NONPAREIL INFER

https://img.shields.io/github/issues-pr/snakemake/snakemake-wrappers/bio/nonpareil/infer?label=version%20update%20pull%20requests

Nonpareil uses the redundancy of the reads in metagenomic datasets to estimate the average coverage and predict the amount of sequences that will be required to achieve “nearly complete coverage”.

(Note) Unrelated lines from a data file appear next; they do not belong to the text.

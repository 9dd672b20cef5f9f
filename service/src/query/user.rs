//! [`Query`] collection related to a single [`User`].

use common::operations::By;

use crate::domain::{user, User};
#[cfg(doc)]
use crate::Query;

use super::DatabaseQuery;

/// Queries a [`User`] by its [`user::Id`].
pub type ById = DatabaseQuery<By<Option<User>, user::Id>>;

/// Queries a [`User`] by its [`user::Email`].
pub type ByEmail = DatabaseQuery<By<Option<User>, user::Email>>;
//! Common definitions shared by the `service` and `application` crates.
//!
//! List of available Cargo features:
#![doc = document_features::document_features!()]
#![deny(
    nonstandard_style,
    rust_2018_idioms,
    rustdoc::all,
    trivial_casts,
    trivial_numeric_casts,
    unsafe_code
)]
#![forbid(non_ascii_idents)]
#![warn(
    clippy::allow_attributes,
    clippy::allow_attributes_without_reason,
    clippy::pedantic,
    clippy::wildcard_enum_match_arm,
    deprecated_in_future,
    missing_copy_implementations,
    missing_debug_implementations,
    missing_docs,
    unreachable_pub,
    unused_crate_dependencies,
    unused_import_braces,
    unused_labels,
    unused_lifetimes,
    unused_qualifications,
    unused_results
)]

pub mod datetime;
mod kind;
pub mod operations;
pub mod unit;

pub use self::{
    datetime::{DateTime, DateTimeOf},
    operations::Handler,
};

#[doc(hidden)]
pub mod private {
    //! Private definitions used by macros.

    #[cfg(feature = "postgres")]
    pub use postgres_types;
    #[cfg(feature = "serde")]
    pub use serde;
    pub use strum;
}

URL: https://nonpareil.readthedocs.io/en/latest/

Example

This wrapper can be used in the following way:

rule nonpareil:
    input:
        "reads/{sample}",
    output:
        redund_sum="results/{sample}.npo",
        redund_val="results/{sample}.npa",
        mate_distr="results/{sample}.npc",
        log="results/{sample}.log",
    log:
        "logs/{sample}.log",
    params:
        alg="kmer",
        infer_X=True,
        extra="-k 3 -F",
    threads: 2
    resources:
        mem_mb=50,
    wrapper:
        "v3.8.0-1-g149ef14/bio/nonpareil/infer"

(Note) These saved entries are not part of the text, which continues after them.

//! Application provides API for interacting with the [`Service`].

#![deny(
    nonstandard_style,
    rust_2018_idioms,
    rustdoc::all,
    trivial_casts,
    trivial_numeric_casts,
    unsafe_code
)]
#![forbid(non_ascii_idents)]
#![warn(
    clippy::allow_attributes,
    clippy::allow_attributes_without_reason,
    clippy::pedantic,
    clippy::wildcard_enum_match_arm,
    deprecated_in_future,
    missing_copy_implementations,
    missing_debug_implementations,
    missing_docs,
    unreachable_pub,
    unused_crate_dependencies,
    unused_import_braces,
    unused_labels,
    unused_lifetimes,
    unused_qualifications,
    unused_results
)]

pub mod api;
pub mod args;
pub mod auth;
pub mod config;
pub mod error;

// Used in binary.
use refinery as _;
use tokio as _;
use tower_http as _;
use tracing_subscriber as _;

pub use self::{
    args::Args,
    config::Config,
    error::{AsError, Error},
};

/// [`Service`] with filled infrastructure dependencies.
///
/// [`Service`]: service::Service
pub type Service = service::Service<service::infra::Postgres>;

Note that input, output and log file paths can be chosen freely.

When running with

snakemake --use-conda

the software dependencies will be automatically deployed into an isolated environment before execution.

Notes

Software dependencies

  • nonpareil=3.4.1

  • pigz

  • pbzip2

  • snakemake-wrapper-utils=0.6.2

Input/Output

Input:

  • reads in FASTA/Q format (can be gziped or bziped)

Output:

  • redund_sum: redundancy summary TSV file with six columns, representing sequencing effort, summary of the distribution of redundancy (average redundancy, standard deviation, quartile 1, median, and quartile 3).

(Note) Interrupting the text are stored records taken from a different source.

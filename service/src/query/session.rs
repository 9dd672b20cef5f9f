//! [`Query`] collection related to a single [`Session`].

use common::operations::By;

use crate::domain::{session, Session};
#[cfg(doc)]
use crate::Query;

use super::DatabaseQuery;

/// Queries a [`Session`] by its [`session::Id`].
pub type ById = DatabaseQuery<By<Option<Session>, session::Id>>;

  • redund_val: redundancy values TSV file with three columns (similar to redundancy summary, but provides ALL results), representing sequencing effort, ID of the replicate and estimated redundancy value.

  • mate_distr: mate distribution file, with the number of reads in the dataset matching a query read.

  • log: log of internal Nonpareil processing.

Params

  • alg: nonpareil algorithm, either kmer or alignment (mandatory).

  • infer_X: automatically infer value of -X (couple of minutes slower to count number of reads)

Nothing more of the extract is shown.